:: YOUR GOAL ::
Starting with the first line below, reproduce each line exactly until you have included the one bearing "Both POST routes".

┏━━

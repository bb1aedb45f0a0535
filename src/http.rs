//! HTTP ingress - accepts domain events and workflow callbacks as JSON.
//!
//! Requires the `http` feature. Uses axum for routing.
//!
//! ## Routes
//!
//! - `POST /events` - body is the saga's domain event, e.g.
//!   `{"type": "PaymentCreated", "accountId": "kermit", ...}`.
//! - `POST /callbacks` - body is a [`Callback`], e.g.
//!   `{"kind": "CommandIssued", "workflowInstanceId": ..., ...}`.
//! - `GET /health` - returns `{ "ok": true, "saga": ..., "instances": n }`.
//!
//! Both POST routes answer `202 Accepted` with `{"saga_id": ...}` once the
//! message is queued for its saga (`null` for a callback parked until its
//! workflow instance is attached). With `?wait=true` they answer `200 OK`
//! after the saga has processed it, or the error status of
//! [`SagaError::status_code`].
//!
//! ## Example
//!
//! ```ignore
//! let manager = Arc::new(PaymentSagaManager::new(settings, channels, engine, &config)?);
//!
//! let app = saga_bridge::http::router(manager.clone());
//! // or
//! saga_bridge::http::serve(manager, "0.0.0.0:3000").await?;
//! ```

use std::sync::Arc;

use axum::extract::{Query, State};
use axum::http::StatusCode;
use axum::response::{IntoResponse, Response};
use axum::routing::{get, post};
use axum::{Json, Router};
use serde::de::DeserializeOwned;
use serde::Deserialize;
use serde_json::json;
use tracing::warn;

use crate::error::SagaError;
use crate::manager::{Inbound, Receipt, SagaManager};
use crate::saga::{Callback, Saga};
use crate::workflow::WorkflowEngine;

#[derive(Debug, Default, Deserialize)]
struct DispatchParams {
    #[serde(default)]
    wait: bool,
}

/// Build an axum `Router` dispatching to `manager`.
pub fn router<S, E>(manager: Arc<SagaManager<S, E>>) -> Router
where
    S: Saga,
    S::Event: DeserializeOwned,
    E: WorkflowEngine + 'static,
{
    Router::new()
        .route("/health", get(health_handler::<S, E>))
        .route("/events", post(event_handler::<S, E>))
        .route("/callbacks", post(callback_handler::<S, E>))
        .with_state(manager)
}

/// Serve `manager` over HTTP at `addr` (e.g. `"0.0.0.0:3000"`).
pub async fn serve<S, E>(manager: Arc<SagaManager<S, E>>, addr: &str) -> Result<(), std::io::Error>
where
    S: Saga,
    S::Event: DeserializeOwned,
    E: WorkflowEngine + 'static,
{
    let app = router(manager);
    let listener = tokio::net::TcpListener::bind(addr).await?;
    axum::serve(listener, app).await
}

async fn health_handler<S, E>(State(manager): State<Arc<SagaManager<S, E>>>) -> impl IntoResponse
where
    S: Saga,
    E: WorkflowEngine + 'static,
{
    Json(json!({
        "ok": true,
        "saga": manager.orchestrator().definition().name(),
        "instances": manager.saga_ids().len(),
    }))
}

async fn event_handler<S, E>(
    State(manager): State<Arc<SagaManager<S, E>>>,
    Query(params): Query<DispatchParams>,
    Json(event): Json<S::Event>,
) -> Response
where
    S: Saga,
    S::Event: DeserializeOwned,
    E: WorkflowEngine + 'static,
{
    respond(manager.dispatch(Inbound::Event(event)), params.wait).await
}

async fn callback_handler<S, E>(
    State(manager): State<Arc<SagaManager<S, E>>>,
    Query(params): Query<DispatchParams>,
    Json(callback): Json<Callback>,
) -> Response
where
    S: Saga,
    E: WorkflowEngine + 'static,
{
    respond(manager.dispatch(Inbound::Callback(callback)), params.wait).await
}

async fn respond(dispatched: Result<Receipt, SagaError>, wait: bool) -> Response {
    let receipt = match dispatched {
        Ok(receipt) => receipt,
        Err(e) => return error_response(e),
    };
    let routed_to = receipt.saga_id().map(str::to_string);
    if !wait {
        return (StatusCode::ACCEPTED, Json(json!({ "saga_id": routed_to }))).into_response();
    }

    // Processing may block on downstream commands and signal retries.
    match tokio::task::spawn_blocking(move || receipt.wait()).await {
        Ok(Ok(saga_id)) => (StatusCode::OK, Json(json!({ "saga_id": saga_id }))).into_response(),
        Ok(Err(e)) => error_response(e),
        Err(join) => {
            warn!(error = %join, "saga wait task failed");
            error_response(SagaError::InstanceStopped(routed_to.unwrap_or_default()))
        }
    }
}

fn error_response(e: SagaError) -> Response {
    let status = StatusCode::from_u16(e.status_code()).unwrap_or(StatusCode::INTERNAL_SERVER_ERROR);
    (status, Json(json!({ "error": e.to_string() }))).into_response()
}
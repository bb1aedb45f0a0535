use saga_bridge::payment::{CreditCardDetailsUpdated, PaymentCreated, PaymentEvent, PaymentReceived};
use saga_bridge::{Association, Inbound, SagaError, SagaStatus};

use crate::support::{Harness, Started};

fn received(started: &Started, h: &Harness) -> PaymentReceived {
    let saga = h.saga(&started.saga_id);
    PaymentReceived {
        payment_id: saga.state().payment_id().clone(),
        account_id: saga.state().account_id().clone(),
        amount: saga.state().payment_amount(),
    }
}

#[test]
fn terminal_saga_rejects_further_messages() {
    let h = Harness::new();
    let started = h.start("kermit", "P1", 100.0);
    h.event(received(&started, &h)).unwrap();

    let err = h
        .event(CreditCardDetailsUpdated {
            account_id: "kermit".into(),
        })
        .unwrap_err();
    assert!(matches!(
        err,
        SagaError::NotRunning {
            status: SagaStatus::Terminal,
            ..
        }
    ));
    assert_eq!(err.status_code(), 409);

    let err = h.query(&started, "exec-1", "DocumentAccountSummary").unwrap_err();
    assert!(matches!(err, SagaError::NotRunning { .. }));

    let saga = h.saga(&started.saga_id);
    assert_eq!(saga.state().payment_amount(), 100.0);
    assert_eq!(saga.state().account_id().as_str(), "kermit");
    assert_eq!(saga.state().payment_id().to_string(), "P1");
    assert!(saga.state().credit_card_expired());
    assert!(h.bus.is_empty());
}

#[test]
fn terminal_event_by_workflow_instance() {
    let h = Harness::new();
    let started = h.start("kermit", "P1", 100.0);

    let key = Association::workflow_instance(started.workflow_instance_id.clone());
    h.manager
        .dispatch_to(&key, Inbound::Event(received(&started, &h).into()))
        .unwrap()
        .wait()
        .unwrap();

    assert_eq!(h.saga(&started.saga_id).status(), SagaStatus::Terminal);
}

#[test]
fn new_payment_after_terminal_starts_new_saga() {
    let h = Harness::new();
    let first = h.start("kermit", "P1", 100.0);
    h.event(received(&first, &h)).unwrap();

    let second = h.start("kermit", "P2", 30.0);

    assert_ne!(first.saga_id, second.saga_id);
    assert_eq!(h.engine.started().len(), 2);
    assert_eq!(
        h.manager.find(&Association::new("accountId", "kermit")),
        Some(second.saga_id.clone())
    );
    // The ended saga is still reachable by its workflow instance.
    assert_eq!(
        h.manager
            .find(&Association::workflow_instance(first.workflow_instance_id.clone())),
        Some(first.saga_id.clone())
    );
}

#[test]
fn discard_terminal_releases_routes() {
    let h = Harness::new();
    let ended = h.start("kermit", "P1", 100.0);
    let running = h.start("piggy", "P2", 50.0);
    h.event(received(&ended, &h)).unwrap();

    assert_eq!(h.manager.discard_terminal().unwrap(), 1);

    assert_eq!(h.manager.saga_ids(), vec![running.saga_id.clone()]);
    assert_eq!(
        h.manager
            .find(&Association::workflow_instance(ended.workflow_instance_id.clone())),
        None
    );
    assert!(matches!(
        h.manager.inspect(&ended.saga_id),
        Err(SagaError::UnknownSaga(_))
    ));
}

#[test]
fn shutdown_reports_processed_messages() {
    let h = Harness::new();
    let started = h.start("kermit", "P1", 100.0);
    h.event(CreditCardDetailsUpdated {
        account_id: "kermit".into(),
    })
    .unwrap();
    assert!(h.command(&started, "exec-1", "Unknown").is_err());

    let created: PaymentEvent = PaymentCreated {
        account_id: "piggy".into(),
        payment_id: "P2".into(),
        amount: 5.0,
    }
    .into();
    h.event(created).unwrap();

    let stats = h.manager.shutdown();
    assert_eq!(stats.handled, 3);
    assert_eq!(stats.failed, 1);
}
//! Workflow callbacks: the engine asking the saga to perform one interaction.

use serde::{Deserialize, Serialize};

use super::Association;
use crate::message::MessageKind;

/// Details carried by every callback.
#[derive(Debug, Clone, PartialEq, Eq, Serialize, Deserialize)]
#[serde(rename_all = "camelCase")]
pub struct WorkflowCallback {
    /// Association key of the saga.
    pub workflow_instance_id: String,
    /// Handle of the suspended point to resume.
    pub execution_point_id: String,
    /// Name of the message to build.
    pub message_type: String,
}

impl WorkflowCallback {
    pub fn new(
        workflow_instance_id: impl Into<String>,
        execution_point_id: impl Into<String>,
        message_type: impl Into<String>,
    ) -> Self {
        Self {
            workflow_instance_id: workflow_instance_id.into(),
            execution_point_id: execution_point_id.into(),
            message_type: message_type.into(),
        }
    }
}

/// A callback from the workflow engine.
///
/// JSON form: `{"kind": "CommandIssued", "workflowInstanceId": ...,
/// "executionPointId": ..., "messageType": ...}`.
#[derive(Debug, Clone, PartialEq, Eq, Serialize, Deserialize)]
#[serde(tag = "kind")]
pub enum Callback {
    /// Dispatch a command and resume on its outcome.
    CommandIssued(WorkflowCallback),
    /// Publish an event. The workflow is not signalled.
    EventRaised(WorkflowCallback),
    /// Run a query, apply the response and resume.
    QueryRequested(WorkflowCallback),
}

impl Callback {
    pub fn details(&self) -> &WorkflowCallback {
        match self {
            Callback::CommandIssued(details)
            | Callback::EventRaised(details)
            | Callback::QueryRequested(details) => details,
        }
    }

    /// The message category this callback asks for.
    pub fn expected_kind(&self) -> MessageKind {
        match self {
            Callback::CommandIssued(_) => MessageKind::Command,
            Callback::EventRaised(_) => MessageKind::Event,
            Callback::QueryRequested(_) => MessageKind::Query,
        }
    }

    pub fn association(&self) -> Association {
        Association::workflow_instance(self.details().workflow_instance_id.clone())
    }

    pub fn name(&self) -> &'static str {
        match self {
            Callback::CommandIssued(_) => "CommandIssued",
            Callback::EventRaised(_) => "EventRaised",
            Callback::QueryRequested(_) => "QueryRequested",
        }
    }
}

┗━━

:: TASK RESPONSE ::
repository bb1aedb45f0a0535
filename src/http.rs
//! HTTP ingress - accepts domain events and workflow callbacks as JSON.
//!
//! Requires the `http` feature. Uses axum for routing.
//!
//! ## Routes
//!
//! - `POST /events` - body is the saga's domain event, e.g.
//!   `{"type": "PaymentCreated", "accountId": "kermit", ...}`.
//! - `POST /callbacks` - body is a [`Callback`], e.g.
//!   `{"kind": "CommandIssued", "workflowInstanceId": ..., ...}`.
//! - `GET /health` - returns `{ "ok": true, "saga": ..., "instances": n }`.
//!
//! Both POST routes answer `202 Accepted` with `{"saga_id": ...}` once the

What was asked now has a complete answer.